▶ **Exercise description**:
Beneath this line is the data. Output exactly the lines from the line with "fn fmt(&self, f: &mut" to the line with "it replaces the", both ends included, and nothing more.

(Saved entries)
....................

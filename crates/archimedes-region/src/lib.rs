//! Board region extraction: perspective normalization from corner markers,
//! marker erasure and cropping.
//!
//! ```no_run
//! use archimedes_markers::{FixedMarkers, MarkerDetections};
//! use archimedes_region::{BoardRegionExtractor, RegionParams};
//!
//! # fn main() -> Result<(), Box<dyn std::error::Error>> {
//! let frame = image::open("frame.png")?.to_rgb8();
//! let markers = MarkerDetections::load_json("frame.markers.json")?;
//! let extractor = BoardRegionExtractor::new(FixedMarkers::new(markers), RegionParams::default());
//! let board = extractor.extract(&frame)?;
//! println!("board {}x{}", board.image.width(), board.image.height());
//! # Ok(())
//! # }
//! ```

mod crop;
mod extract;
mod normalize;

pub use crop::{crop_to_markers, erase_markers, CropError, CroppedRegion};
pub use extract::{BoardRegion, BoardRegionExtractor, RedetectPolicy, RegionError, RegionParams};
pub use normalize::{
    averaged_transform, marker_straightening_transform, CanvasPolicy, NormalizeError,
    NormalizeParams, NormalizedBoard, PerspectiveNormalizer,
};
//! Neighborhoods of a schedule: every schedule one move away from a base.
//!
//! Three move families are available, plus a wrapper that walks any of them
//! in the opposite direction:
//!
//! - **Consecutive swap** (`cssn`): swap positions `(i, i + 1)`, `n - 1` neighbors.
//!
//! ```text
//! 1|2|3|4|5|6
//!      X->
//! 1|2|4|3|5|6
//! ```
//!
//! - **Reverse** (`rn`): reverse the subrange `[start, end)`, for `start`
//!   ascending and then `end` ascending from `start + 2` to `n`.
//!   `n (n - 1) / 2` neighbors.
//!
//! ```text
//! 1|2|3|4|5|6
//!    \|/
//!     X
//!    /|\
//! 1|4|3|2|5|6
//! ```
//!
//! - **Sliding reverse** (`srn{k}`): the same move restricted to windows of
//!   length `2..=k`; the window slides over every start position before it
//!   grows by one.
//! - **Backward** (`b` prefix): the same neighbor set, enumerated in the
//!   opposite order.
//!
//! A [`NeighborCursor`] owns one copy of the base schedule and moves from
//! one neighbor to the next by editing that buffer in place: a swap for the
//! consecutive family, a one- or two-element rotation of the reversed window
//! for the reverse families. Only when a window has to be reset is the
//! previous move undone and the next one applied, which costs the window
//! length, never a rebuild of the whole schedule.

use crate::error::{Result, SchedError};
use crate::solution::Schedule;
use std::fmt;
use std::str::FromStr;

/// The move family of a neighborhood, and the direction it is walked in.
#[derive(Debug, Clone, PartialEq, Eq, Hash)]
pub enum NeighborhoodKind {
    ConsecutiveSwap,
    Reverse,
    SlidingReverse { max_window: usize },
    /// Same neighbors as the wrapped kind, forward and backward swapped.
    Backward(Box<NeighborhoodKind>),
}

impl NeighborhoodKind {
    pub fn sliding(max_window: usize) -> Self {
        NeighborhoodKind::SlidingReverse { max_window }
    }

    /// Wrap `self` so it is enumerated from the other end.
    pub fn backward(self) -> Self {
        NeighborhoodKind::Backward(Box::new(self))
    }

    /// Whether the move family is walked from its last move to its first.
    fn walks_backward(&self) -> bool {
        match self {
            NeighborhoodKind::Backward(inner) => !inner.walks_backward(),
            _ => false,
        }
    }

    pub fn name(&self) -> String {
        match self {
            NeighborhoodKind::ConsecutiveSwap => "Consecutive swap".to_string(),
            NeighborhoodKind::Reverse => "Reverse".to_string(),
            NeighborhoodKind::SlidingReverse { max_window } => {
                format!("Sliding reverse<{}>", max_window)
            }
            NeighborhoodKind::Backward(inner) => format!("Backward {}", inner.name()),
        }
    }

    pub fn short_name(&self) -> String {
        match self {
            NeighborhoodKind::ConsecutiveSwap => "cssn".to_string(),
            NeighborhoodKind::Reverse => "rn".to_string(),
            NeighborhoodKind::SlidingReverse { max_window } => format!("srn{}", max_window),
            NeighborhoodKind::Backward(inner) => format!("b{}", inner.short_name()),
        }
    }
}

impl fmt::Display for NeighborhoodKind {
    fn fmt(&self, f: &mut fmt::Formatter<'_>) -> fmt::Result {
        write!(f, "{}", self.short_name())
    }
}
//! Iterated local search.
//!
//! The loop alternates a perturbation of the incumbent with a local search
//! from the perturbed schedule. Every local optimum it reaches is appended
//! to a [`History`]; an [`Acceptance`] rule decides whether it replaces the
//! incumbent and a [`StopRule`] inspects the history to end the run. The
//! result is the cheapest schedule of the whole history, so a cancelled run
//! still returns everything it found.

use crate::cancel::CancellationToken;
use crate::error::Result;
use crate::heuristics::local_search::{HillClimbing, LocalSearch, SearchOutcome, Termination};
use crate::heuristics::neighborhood::NeighborhoodKind;
use crate::heuristics::perturbation::{FixedDistance, Perturbation};
use crate::instance::{Cost, Instance};
use crate::solution::{make_rng, Schedule, Solution};
use rand_chacha::ChaCha8Rng;

/// A local optimum reached during a run.
#[derive(Debug, Clone, PartialEq, Eq)]
pub struct HistoryEntry {
    pub schedule: Schedule,
    pub cost: Cost,
}

/// Append-only record of the local optima of one run, oldest first.
#[derive(Debug, Clone, Default)]
pub struct History {
    entries: Vec<HistoryEntry>,
}

impl History {
    pub fn new() -> Self {
        History {
            entries: Vec::new(),
        }
    }

    pub fn push(&mut self, entry: HistoryEntry) {
        self.entries.push(entry);
    }

    pub fn len(&self) -> usize {
        self.entries.len()
    }

    pub fn is_empty(&self) -> bool {
        self.entries.is_empty()
    }

    pub fn entries(&self) -> &[HistoryEntry] {
        &self.entries
    }

    pub fn last(&self) -> Option<&HistoryEntry> {
        self.entries.last()
    }

    /// Index of the oldest entry of minimum cost.
    pub fn best_index(&self) -> Option<usize> {
        self.entries
            .iter()
            .enumerate()
            .min_by_key(|(i, entry)| (entry.cost, *i))
            .map(|(i, _)| i)
    }

    pub fn best(&self) -> Option<&HistoryEntry> {
        self.best_index().map(|i| &self.entries[i])
    }

    /// Number of entries recorded after the oldest minimum.
    pub fn since_best(&self) -> usize {
        self.best_index()
            .map(|i| self.entries.len() - 1 - i)
            .unwrap_or(0)
    }
}

/// Decides what happens to a new local optimum.
pub trait Acceptance {
    /// Record `candidate` in `history`, replacing `incumbent` if accepted.
    fn accept(&self, incumbent: &mut HistoryEntry, candidate: HistoryEntry, history: &mut History);

    fn name(&self) -> String;
}

/// Elitist acceptance: the incumbent only changes for a strictly cheaper
/// schedule.
#[derive(Debug, Clone, Copy, Default)]
pub struct AcceptBest;

impl Acceptance for AcceptBest {
    fn accept(&self, incumbent: &mut HistoryEntry, candidate: HistoryEntry, history: &mut History) {
        let better = candidate.cost < incumbent.cost;
        if better {
            *incumbent = candidate.clone();
        }
        history.push(candidate);
    }

    fn name(&self) -> String {
        "accept-best".to_string()
    }
}

pub trait StopRule {
    fn should_stop(&self, history: &History) -> bool;

    fn name(&self) -> String;
}

/// Stop after `n` local optima in a row failed to beat the best one.
#[derive(Debug, Clone, Copy)]
pub struct StopNWorse {
    pub n: usize,
}

impl StopNWorse {
    pub fn new(n: usize) -> Self {
        StopNWorse { n }
    }
}

impl Default for StopNWorse {
    fn default() -> Self {
        StopNWorse { n: 20 }
    }
}

impl StopRule for StopNWorse {
    fn should_stop(&self, history: &History) -> bool {
        let dist = history.since_best();
        log::debug!("stop_{}_worse: dist: {}", self.n, dist);
        dist >= self.n
    }

    fn name(&self) -> String {
        format!("stop-{}-worse", self.n)
    }
}

/// Result of one ILS run.
#[derive(Debug, Clone)]
pub struct IlsOutcome {
    /// Cheapest schedule of the history
    pub best: Schedule,
    pub best_cost: Cost,
    /// Perturb and re-optimize rounds completed
    pub iterations: usize,
    pub history_len: usize,
    pub termination: Termination,
}

impl IlsOutcome {
    pub fn cancelled(&self) -> bool {
        self.termination == Termination::Cancelled
    }
}

/// Iterated Local Search
///
/// Applies local search, then perturbation, then local search again.
pub struct IteratedLocalSearch {
    pub local_search: Box<dyn LocalSearch + Send + Sync>,
    pub perturbation: Box<dyn Perturbation + Send + Sync>,
    pub acceptance: Box<dyn Acceptance + Send + Sync>,
    pub stop: Box<dyn StopRule + Send + Sync>,
    /// Optional cap on the number of rounds
    pub max_iterations: Option<usize>,
    /// Random seed, drawn from the OS when absent
    pub seed: Option<u64>,
}
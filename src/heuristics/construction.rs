//! Construction heuristics producing an initial schedule.
//!
//! The priority heuristics build the schedule front to back: at each step
//! the remaining job with the highest score at the current completion time
//! is appended. Ties go to the job that comes first in input order.

use crate::error::{Result, SchedError};
use crate::instance::{Instance, Job, SchedTime};
use crate::solution::{identity_schedule, make_rng, random_schedule, Solution};
use ordered_float::OrderedFloat;
use std::time::Instant;

pub trait ConstructionHeuristic {
    fn construct(&self, instance: &Instance) -> Result<Solution>;
    fn name(&self) -> &str;
}

/// Priority of a job when the machine becomes free at the given time.
pub type ScoreFn = fn(&Job, SchedTime) -> f64;

/// Late jobs by weighted lateness, early jobs by lead divided by weight.
pub fn sdelay_divmul_weight(job: &Job, time: SchedTime) -> f64 {
    let sdelay = job.get_sdelay(time) as f64;
    if sdelay < 0.0 {
        sdelay / job.weight as f64
    } else {
        sdelay * job.weight as f64
    }
}

pub fn sdelay_div_weight(job: &Job, time: SchedTime) -> f64 {
    job.get_sdelay(time) as f64 / job.weight as f64
}

pub fn static_sdelay_div_weight(job: &Job, _time: SchedTime) -> f64 {
    job.get_sdelay(0) as f64 / job.weight as f64
}

pub fn static_sdelay_mul_weight(job: &Job, _time: SchedTime) -> f64 {
    job.get_sdelay(0) as f64 * job.weight as f64
}

pub fn static_sdelay(job: &Job, _time: SchedTime) -> f64 {
    job.get_sdelay(0) as f64
}

/// Earliest due date first.
pub fn static_due(job: &Job, _time: SchedTime) -> f64 {
    -(job.due_time as f64)
}

pub fn static_due_div_weight_mul_time(job: &Job, _time: SchedTime) -> f64 {
    -(job.due_time as f64) * job.processing_time as f64 / job.weight as f64
}

/// Greedy list scheduling driven by a score function.
#[derive(Debug, Clone, Copy)]
pub struct PriorityHeuristic {
    pub name: &'static str,
    pub score: ScoreFn,
}

impl PriorityHeuristic {
    pub fn new(name: &'static str, score: ScoreFn) -> Self {
        PriorityHeuristic { name, score }
    }

    /// Every built-in scoring rule.
    pub fn all() -> Vec<PriorityHeuristic> {
        vec![
            Self::new("sdelay_divmul_weight", sdelay_divmul_weight),
            Self::new("sdelay_div_weight", sdelay_div_weight),
            Self::new("static_sdelay_div_weight", static_sdelay_div_weight),
            Self::new("static_sdelay_mul_weight", static_sdelay_mul_weight),
            Self::new("static_sdelay", static_sdelay),
            Self::new("static_due", static_due),
            Self::new("static_due_div_weight_mul_time", static_due_div_weight_mul_time),
        ]
    }

    /// Build the schedule without evaluating it.
    pub fn schedule(&self, instance: &Instance) -> Vec<usize> {
        let mut remaining = instance.jobs.clone();
        let mut schedule = Vec::with_capacity(remaining.len());
        let mut time: SchedTime = 0;

        while !remaining.is_empty() {
            let mut best = 0;
            let mut best_score = OrderedFloat((self.score)(&remaining[0], time));
            for (i, job) in remaining.iter().enumerate().skip(1) {
                let score = OrderedFloat((self.score)(job, time));
                if score > best_score {
                    best = i;
                    best_score = score;
                }
            }

            let job = remaining.remove(best);
            schedule.push(job.no);
            time += job.processing_time;
        }

        schedule
    }
}

impl ConstructionHeuristic for PriorityHeuristic {
    fn construct(&self, instance: &Instance) -> Result<Solution> {
        let start = Instant::now();
        let mut solution = Solution::from_schedule(instance, self.schedule(instance), self.name)?;
        solution.computation_time = start.elapsed().as_secs_f64();
        Ok(solution)
    }

    fn name(&self) -> &str {
        self.name
    }
}

/// Jobs in input order.
#[derive(Debug, Clone, Copy, Default)]
pub struct GivenOrderHeuristic;

impl ConstructionHeuristic for GivenOrderHeuristic {
    fn construct(&self, instance: &Instance) -> Result<Solution> {
        Solution::from_schedule(instance, identity_schedule(instance.num_jobs()), self.name())
    }

    fn name(&self) -> &str {
        "given_order"
    }
}

/// Uniformly shuffled schedule.
#[derive(Debug, Clone, Copy, Default)]
pub struct RandomHeuristic {
    /// Random seed, drawn from the OS when absent
    pub seed: Option<u64>,
}

impl RandomHeuristic {
    pub fn new(seed: Option<u64>) -> Self {
        RandomHeuristic { seed }
    }
}

impl ConstructionHeuristic for RandomHeuristic {
    fn construct(&self, instance: &Instance) -> Result<Solution> {
        let mut rng = make_rng(self.seed)?;
        let schedule = random_schedule(instance.num_jobs(), &mut rng);
        Solution::from_schedule(instance, schedule, self.name())
    }

    fn name(&self) -> &str {
        "random"
    }
}

/// Runs several heuristics and keeps the cheapest schedule.
pub struct MultiStartConstruction {
    heuristics: Vec<Box<dyn ConstructionHeuristic + Send + Sync>>,
}

impl MultiStartConstruction {
    pub fn new() -> Self {
        MultiStartConstruction {
            heuristics: Vec::new(),
        }
    }

    /// The given order followed by every priority rule.
    pub fn with_all_heuristics() -> Self {
        let mut heuristics: Vec<Box<dyn ConstructionHeuristic + Send + Sync>> =
            vec![Box::new(GivenOrderHeuristic)];
        for heuristic in PriorityHeuristic::all() {
            heuristics.push(Box::new(heuristic));
        }

        MultiStartConstruction { heuristics }
    }

    pub fn add_heuristic<H: ConstructionHeuristic + Send + Sync + 'static>(&mut self, h: H) {
        self.heuristics.push(Box::new(h));
    }

    /// Every heuristic's solution, in registration order.
    pub fn construct_all(&self, instance: &Instance) -> Result<Vec<Solution>> {
        self.heuristics
            .iter()
            .map(|h| h.construct(instance))
            .collect()
    }
}

impl Default for MultiStartConstruction {
    fn default() -> Self {
        Self::with_all_heuristics()
    }
}

impl ConstructionHeuristic for MultiStartConstruction {
    fn construct(&self, instance: &Instance) -> Result<Solution> {
        let start = Instant::now();
        let mut best: Option<Solution> = None;

        for solution in self.construct_all(instance)? {
            log::debug!("{}: cost {}", solution.algorithm, solution.cost);
            if best.as_ref().map_or(true, |b| solution.cost < b.cost) {
                best = Some(solution);
            }
        }

        let mut best = best.ok_or_else(|| {
            SchedError::InvalidParameter("multi-start needs at least one heuristic".to_string())
        })?;
        log::info!("Best construction: {} (cost {})", best.algorithm, best.cost);
        best.computation_time = start.elapsed().as_secs_f64();
        Ok(best)
    }

    fn name(&self) -> &str {
        "multi_start"
    }
}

....................

▶ **Answer**:
    fn fmt(&self, f: &mut fmt::Formatter<'_>) -> fmt::Result {
        write!(f, "{}", self.short_name())
    }
}
//! Iterated local search.
//!
//! The loop alternates a perturbation of the incumbent with a local search
//! from the perturbed schedule. Every local optimum it reaches is appended
//! to a [`History`]; an [`Acceptance`] rule decides whether it replaces the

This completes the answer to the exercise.